You seriously can't imagine any reason to want to use an LLM privately other than to use it to write spam bots and to spam people? At the very least expand your scope past spamming to, like, also using it to write ransomware.
The proprietary models that can't be run locally are SOTA and local models, even if they can come close, simply aren't what people want.
Seems I formulated my question in a way that wasn't clear.
I specifically like the privacy aspect (even though honestly I think most people in this forum claim they do and yet they rely on BigTech with which they their data, so IMHO most people on HN are not as demanding as you describe) the question is precisely about what to run.
The question is ... what to actually run. What can't be run locally that would be useful. What model for which tasks. For example coding (which I don't think models are good enough for) typically would NOT need this because one wouldn't share any PII over there, hopefully would even instead publish the resulting code as open source.

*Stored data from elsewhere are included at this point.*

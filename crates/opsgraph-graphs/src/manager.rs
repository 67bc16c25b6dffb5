//! Report manager running the sections in order and collecting outcomes.

use crate::activities::ActivitiesSection;
use crate::currency::CurrencySection;
use crate::figure::Figure;
use crate::hero::HeroSection;
use crate::kpi::KpiSection;
use crate::loader::SheetLoader;
use crate::renderer::render_figure;
use crate::style::ChartStyle;
use crate::table::Table;
use crate::traits::ReportSection;
use crate::user_base::UserBaseSection;
use opsgraph_common::{Result, SectionId};
use opsgraph_config::{CategoriesConfig, Config};
use std::path::PathBuf;
use std::time::{Duration, Instant};
use tracing::{error, info, info_span, warn};

/// What happened to one chart.
#[derive(Debug, Clone, PartialEq, Eq)]
pub enum ChartStatus {
    /// Written to disk.
    Written {
        /// Output path.
        path: PathBuf,
    },
    /// Omitted because its input columns or rows are missing.
    Skipped {
        /// Why.
        reason: String,
    },
    /// Drawing or writing failed.
    Failed {
        /// Why.
        reason: String,
    },
}

/// Outcome of one chart.
#[derive(Debug, Clone, PartialEq, Eq)]
pub struct ChartOutcome {
    /// Output file name.
    pub file_name: String,
    /// Status.
    pub status: ChartStatus,
}

/// A sheet that could not be loaded.
#[derive(Debug, Clone, PartialEq, Eq)]
pub struct LoadFailure {
    /// Sheet name.
    pub sheet: String,
    /// Failure kind, see `LoadError::kind`.
    pub kind: &'static str,
    /// Rendered error.
    pub message: String,
}

/// Outcome of one section.
#[derive(Debug, Clone, PartialEq, Eq)]
pub struct SectionOutcome {
    /// Section.
    pub section: SectionId,
    /// Chart outcomes in emission order.
    pub charts: Vec<ChartOutcome>,
    /// Sheets that failed to load.
    pub load_failures: Vec<LoadFailure>,
    /// Error that ended the section early.
    pub error: Option<String>,
    /// Wall-clock time spent.
    pub elapsed: Duration,
}

impl SectionOutcome {
    /// Empty outcome for a section.
    pub const fn new(section: SectionId) -> Self {
        Self {
            section,
            charts: Vec::new(),
            load_failures: Vec::new(),
            error: None,
            elapsed: Duration::ZERO,
        }
    }

    /// Charts written.
    pub fn written(&self) -> usize {
        self.count(|s| matches!(s, ChartStatus::Written { .. }))
    }

    /// Charts skipped.
    pub fn skipped(&self) -> usize {
        self.count(|s| matches!(s, ChartStatus::Skipped { .. }))
    }

    /// Charts that failed.
    pub fn failed(&self) -> usize {
        self.count(|s| matches!(s, ChartStatus::Failed { .. }))
    }

    /// Outcome of a chart by file name.
    pub fn chart(&self, file_name: &str) -> Option<&ChartOutcome> {
        self.charts.iter().find(|c| c.file_name == file_name)
    }

    fn count(&self, pred: impl Fn(&ChartStatus) -> bool) -> usize {
        self.charts.iter().filter(|c| pred(&c.status)).count()
    }
}

/// Outcome of a whole run.
#[derive(Debug, Clone, PartialEq, Eq)]
pub struct RunSummary {
    /// Per-section outcomes in run order.
    pub sections: Vec<SectionOutcome>,
    /// Total wall-clock time.
    pub elapsed: Duration,
}

impl RunSummary {
    /// Outcome of one section.
    pub fn section(&self, id: SectionId) -> Option<&SectionOutcome> {
        self.sections.iter().find(|s| s.section == id)
    }

    /// Charts written across sections.
    pub fn charts_written(&self) -> usize {
        self.sections.iter().map(SectionOutcome::written).sum()
    }

    /// Charts skipped across sections.
    pub fn charts_skipped(&self) -> usize {
        self.sections.iter().map(SectionOutcome::skipped).sum()
    }

    /// Charts failed across sections.
    pub fn charts_failed(&self) -> usize {
        self.sections.iter().map(SectionOutcome::failed).sum()
    }

    /// Load failures across sections.
    pub fn load_failures(&self) -> impl Iterator<Item = &LoadFailure> {
        self.sections.iter().flat_map(|s| &s.load_failures)
    }

    /// Sections that ended early.
    pub fn failed_sections(&self) -> impl Iterator<Item = &SectionOutcome> {
        self.sections.iter().filter(|s| s.error.is_some())
    }
}

/// Read-only state shared by the sections of one run.
pub struct ReportContext<'a> {
    config: &'a Config,
    style: ChartStyle,
    loader: SheetLoader,
}

impl<'a> ReportContext<'a> {
    /// Builds the context from a validated configuration.
    pub fn new(config: &'a Config) -> Self {
        Self {
            config,
            style: ChartStyle::from_config(&config.style),
            loader: SheetLoader::new(&config.paths.input_file),
        }
    }

    /// Configuration.
    pub const fn config(&self) -> &'a Config {
        self.config
    }

    /// Category labels.
    pub const fn categories(&self) -> &'a CategoriesConfig {
        &self.config.categories
    }

    /// Resolved style.
    pub const fn style(&self) -> &ChartStyle {
        &self.style
    }

    /// Loads a sheet, recording a failure in the outcome instead of returning it.
    pub fn load(
        &self,
        sheet: &str,
        first_columns: Option<usize>,
        outcome: &mut SectionOutcome,
    ) -> Option<Table> {
        match self.loader.load(sheet, first_columns) {
            Ok(table) => Some(table),
            Err(e) => {
                warn!(sheet, kind = e.kind(), error = %e, "Sheet unavailable, skipping its charts");
                outcome.load_failures.push(LoadFailure {
                    sheet: sheet.to_string(),
                    kind: e.kind(),
                    message: e.to_string(),
                });
                None
            }
        }
    }

    /// Builds and renders one chart into the section directory.
    ///
    /// Schema gaps are recorded as skipped, anything else as failed; neither
    /// stops the caller.
    pub fn emit<F>(&self, outcome: &mut SectionOutcome, file_name: &str, build: F)
    where
        F: FnOnce() -> Result<Figure>,
    {
        let path = self
            .config
            .paths
            .output_dir
            .join(outcome.section.dir_name())
            .join(file_name);

        let status = match build().and_then(|figure| render_figure(&figure, &self.style, &path)) {
            Ok(()) => ChartStatus::Written { path },
            Err(e) if e.is_schema_gap() => {
                warn!(chart = file_name, error = %e, "Chart skipped");
                ChartStatus::Skipped {
                    reason: e.to_string(),
                }
            }
            Err(e) => {
                error!(chart = file_name, error = %e, "Chart failed");
                ChartStatus::Failed {
                    reason: e.to_string(),
                }
            }
        };
        outcome.charts.push(ChartOutcome {
            file_name: file_name.to_string(),
            status,
        });
    }
}

/// Runs report sections in a fixed order.
pub struct ReportManager {
    sections: Vec<Box<dyn ReportSection>>,
}

impl ReportManager {
    /// Manager with the five standard sections.
    pub fn new() -> Self {
        Self::with_sections(vec![
            Box::new(KpiSection),
            Box::new(CurrencySection),
            Box::new(UserBaseSection),
            Box::new(HeroSection),
            Box::new(ActivitiesSection),
        ])
    }

    /// Manager with custom sections.
    pub fn with_sections(sections: Vec<Box<dyn ReportSection>>) -> Self {
        Self { sections }
    }

    /// Section ids in run order.
    pub fn section_ids(&self) -> Vec<SectionId> {
        self.sections.iter().map(|s| s.id()).collect()
    }

    /// Runs every section; failures stay inside their section.
    pub fn run(&self, config: &Config) -> RunSummary {
        let started = Instant::now();
        info!(
            input = %config.paths.input_file.display(),
            output = %config.paths.output_dir.display(),
            sections = self.sections.len(),
            "Starting weekly report"
        );

        let ctx = ReportContext::new(config);
        let mut outcomes = Vec::with_capacity(self.sections.len());
        for section in &self.sections {
            let span = info_span!("section", name = section.id().dir_name());
            let _enter = span.enter();
            info!(description = section.description(), "Generating {} report", section.name());

            let section_started = Instant::now();
            let mut outcome = SectionOutcome::new(section.id());
            if let Err(e) = section.generate(&ctx, &mut outcome) {
                error!(error = %e, "Section ended early");
                outcome.error = Some(e.to_string());
            }
            outcome.elapsed = section_started.elapsed();

            info!(
                written = outcome.written(),
                skipped = outcome.skipped(),
                failed = outcome.failed(),
                load_failures = outcome.load_failures.len(),
                elapsed_ms = outcome.elapsed.as_millis(),
                "Finished {} report",
                section.name()
            );
            outcomes.push(outcome);
        }

        let summary = RunSummary {
            sections: outcomes,
            elapsed: started.elapsed(),
        };
        info!(
            written = summary.charts_written(),
            skipped = summary.charts_skipped(),
            failed = summary.charts_failed(),
            "All reports generated in {:.2}s",
            summary.elapsed.as_secs_f64()
        );
        summary
    }
}

impl Default for ReportManager {
    fn default() -> Self {
        Self::new()
    }
}

#[cfg(test)]
mod tests {
    use super::*;
    use crate::figure::{ChartPanel, Series};
    use opsgraph_common::{OpsGraphError, VipTier};

    struct Failing;

    impl ReportSection for Failing {
        fn id(&self) -> SectionId {
            SectionId::Hero
        }

        fn description(&self) -> &'static str {
            "always fails"
        }

        fn generate(&self, ctx: &ReportContext<'_>, outcome: &mut SectionOutcome) -> Result<()> {
            ctx.emit(outcome, "gap.jpg", || Err(OpsGraphError::missing_column("backdiamond")));
            ctx.emit(outcome, "broken.jpg", || Err(OpsGraphError::render("disk full")));
            Err(OpsGraphError::new("boom"))
        }
    }

    struct Quiet;

    impl ReportSection for Quiet {
        fn id(&self) -> SectionId {
            SectionId::Currency
        }

        fn description(&self) -> &'static str {
            "loads a missing sheet"
        }

        fn generate(&self, ctx: &ReportContext<'_>, outcome: &mut SectionOutcome) -> Result<()> {
            assert!(ctx.load("CUR_SPEND", None, outcome).is_none());
            assert_eq!(ctx.categories().vip_label(VipTier::Whale), "Whale");
            Ok(())
        }
    }

    fn config_in(dir: &std::path::Path) -> Config {
        let mut config = Config::default();
        config.paths.input_file = dir.join("missing.xlsx");
        config.paths.output_dir = dir.join("reports");
        config
    }

    #[test]
    fn test_section_failure_does_not_stop_run() {
        let dir = tempfile::tempdir().unwrap();
        let config = config_in(dir.path());
        let manager = ReportManager::with_sections(vec![Box::new(Failing), Box::new(Quiet)]);
        let summary = manager.run(&config);

        assert_eq!(summary.sections.len(), 2);
        let failing = summary.section(SectionId::Hero).unwrap();
        assert_eq!(failing.error.as_deref(), Some("boom"));
        assert_eq!(failing.skipped(), 1);
        assert_eq!(failing.failed(), 1);

        let quiet = summary.section(SectionId::Currency).unwrap();
        assert!(quiet.error.is_none());
        assert_eq!(quiet.load_failures[0].kind, "file_missing");
        assert_eq!(summary.load_failures().count(), 1);
        assert_eq!(summary.failed_sections().count(), 1);
    }

    #[test]
    fn test_emit_records_schema_gap_from_empty_figure() {
        let dir = tempfile::tempdir().unwrap();
        let config = config_in(dir.path());
        let ctx = ReportContext::new(&config);
        let mut outcome = SectionOutcome::new(SectionId::Kpi);
        ctx.emit(&mut outcome, "empty.jpg", || {
            Ok(Figure::single(
                "Empty",
                ChartPanel::new(Vec::new()).line(Series::new("x", Vec::new())),
            ))
        });
        assert_eq!(outcome.skipped(), 1);
        assert!(outcome.chart("empty.jpg").is_some());
    }

    #[test]
    fn test_default_manager_order() {
        assert_eq!(ReportManager::new().section_ids(), SectionId::ALL.to_vec());
    }
}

So my provocation about spammer is... because they often ARE actual users of LLMs. They use LLM for their language capabilities, namely craft a message that is always slightly different yet convey (roughly) the same meaning (the scam) to avoid detection. A random person though using LLM might NOT be OK with hallucinations when they use it for their own private journal or chat.
So... what for?
Edit: I did use Apple for years, recommending by someone at Mozilla, and I moved away from them earlier this year precisely because even though they are better than others, e.g Google, IMHO it's just not good enough for me. No intermediary is better than one with closed source.
Okay, so you had a whole agenda. Could have just been more transparent if you came out and said that directly.
It's an LLM. The user can ask it anything they can think of! But then to to "only spammers could eke out anything from them".
What do users ask OpenAI about? My boyfriend/girlfriend/wife/mistress cheated on me, what should I do? My mom is... My dad is... My friends are.. I have this problem with this company and I want to sue them... I have this weird lump on my foot... More nefariously, I'm sure someone out there asking "how do I make cocaine" is seriously considering it, and not just testing the machine. I want to talk to somebody about 1994, the TV series from 2019. I want to write a fiction book about the near future but one where I won the lottery or I grew up rich or I was Harry Potter or a murder mystery or utopian sci-fi or dystopian sci-fi or an alt-history where there are still dinousaurs or or or.
I don't know if it's a failure of your imagination, or if mine is overactive, but making a venn diagram of all the world's humans broken down into spammers and not spammers, and then placing the circle users of local LLMs inside of spammers, and there's no one else, just seems a bit reductive.
Edit : reminds me of federated learning and FlowerLLM (training only AFAIR, not inference), like... yes, nice, I ALWAYS applaud any way to disentangle from proprieaty software and wall gardens... but like what for? What actual usage?